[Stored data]
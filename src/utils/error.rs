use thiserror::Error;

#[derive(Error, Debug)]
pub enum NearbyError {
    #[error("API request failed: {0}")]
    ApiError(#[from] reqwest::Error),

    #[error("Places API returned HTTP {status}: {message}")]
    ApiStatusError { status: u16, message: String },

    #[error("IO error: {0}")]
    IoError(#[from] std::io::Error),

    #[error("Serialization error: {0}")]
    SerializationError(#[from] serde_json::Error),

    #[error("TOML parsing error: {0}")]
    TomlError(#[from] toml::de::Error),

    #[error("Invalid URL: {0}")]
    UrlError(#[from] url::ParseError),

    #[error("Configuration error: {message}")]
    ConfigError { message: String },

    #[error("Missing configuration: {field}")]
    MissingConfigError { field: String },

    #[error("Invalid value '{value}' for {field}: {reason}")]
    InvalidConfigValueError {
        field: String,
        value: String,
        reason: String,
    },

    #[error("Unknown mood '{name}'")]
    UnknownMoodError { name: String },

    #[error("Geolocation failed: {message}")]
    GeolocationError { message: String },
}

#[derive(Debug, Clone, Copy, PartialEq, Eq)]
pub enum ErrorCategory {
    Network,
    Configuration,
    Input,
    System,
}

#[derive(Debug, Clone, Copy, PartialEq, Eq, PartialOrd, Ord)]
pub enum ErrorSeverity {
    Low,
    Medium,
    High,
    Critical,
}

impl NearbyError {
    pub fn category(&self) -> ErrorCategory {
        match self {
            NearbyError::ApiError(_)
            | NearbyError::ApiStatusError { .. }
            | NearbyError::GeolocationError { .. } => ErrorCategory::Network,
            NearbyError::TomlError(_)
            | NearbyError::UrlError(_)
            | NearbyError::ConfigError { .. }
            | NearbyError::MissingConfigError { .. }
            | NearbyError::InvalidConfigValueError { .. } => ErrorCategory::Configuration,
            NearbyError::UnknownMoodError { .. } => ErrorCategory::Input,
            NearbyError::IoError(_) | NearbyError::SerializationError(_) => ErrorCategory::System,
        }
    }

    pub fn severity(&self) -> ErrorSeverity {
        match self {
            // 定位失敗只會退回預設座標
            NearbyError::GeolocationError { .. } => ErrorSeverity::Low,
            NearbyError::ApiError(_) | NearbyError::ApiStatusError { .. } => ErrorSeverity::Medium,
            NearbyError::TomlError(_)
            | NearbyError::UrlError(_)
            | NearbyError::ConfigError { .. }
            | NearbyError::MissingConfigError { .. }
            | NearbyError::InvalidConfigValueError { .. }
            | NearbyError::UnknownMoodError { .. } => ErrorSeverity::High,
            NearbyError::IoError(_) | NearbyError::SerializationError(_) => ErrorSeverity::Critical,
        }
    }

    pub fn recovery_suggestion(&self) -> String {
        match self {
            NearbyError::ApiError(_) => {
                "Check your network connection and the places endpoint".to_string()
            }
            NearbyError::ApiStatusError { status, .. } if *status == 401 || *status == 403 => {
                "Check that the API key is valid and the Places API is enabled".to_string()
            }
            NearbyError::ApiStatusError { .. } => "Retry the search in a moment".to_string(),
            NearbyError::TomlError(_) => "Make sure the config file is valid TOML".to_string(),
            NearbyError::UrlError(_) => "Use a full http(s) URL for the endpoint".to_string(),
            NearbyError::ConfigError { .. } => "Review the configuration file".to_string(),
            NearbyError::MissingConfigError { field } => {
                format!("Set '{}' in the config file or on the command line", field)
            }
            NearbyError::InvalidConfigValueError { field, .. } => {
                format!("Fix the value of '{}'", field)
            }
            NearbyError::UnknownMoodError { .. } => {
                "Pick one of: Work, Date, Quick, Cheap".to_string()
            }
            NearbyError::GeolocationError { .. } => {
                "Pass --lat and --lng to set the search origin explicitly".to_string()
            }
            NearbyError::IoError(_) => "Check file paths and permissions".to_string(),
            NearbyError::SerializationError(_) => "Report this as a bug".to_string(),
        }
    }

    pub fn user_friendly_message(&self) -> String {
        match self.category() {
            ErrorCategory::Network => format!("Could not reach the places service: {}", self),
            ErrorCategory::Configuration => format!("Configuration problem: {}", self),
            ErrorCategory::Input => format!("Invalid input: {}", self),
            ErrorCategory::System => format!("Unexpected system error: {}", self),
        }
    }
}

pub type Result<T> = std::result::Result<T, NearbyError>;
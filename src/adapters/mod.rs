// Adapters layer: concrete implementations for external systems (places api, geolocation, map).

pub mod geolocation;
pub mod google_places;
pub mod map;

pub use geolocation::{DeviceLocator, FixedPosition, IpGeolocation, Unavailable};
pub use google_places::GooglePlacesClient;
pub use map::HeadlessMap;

§ **ASSIGNMENT**
Say how many lines in the records hold the word "ErrorCategory", giving the number by itself.

§ **RESPONSE AREA**
10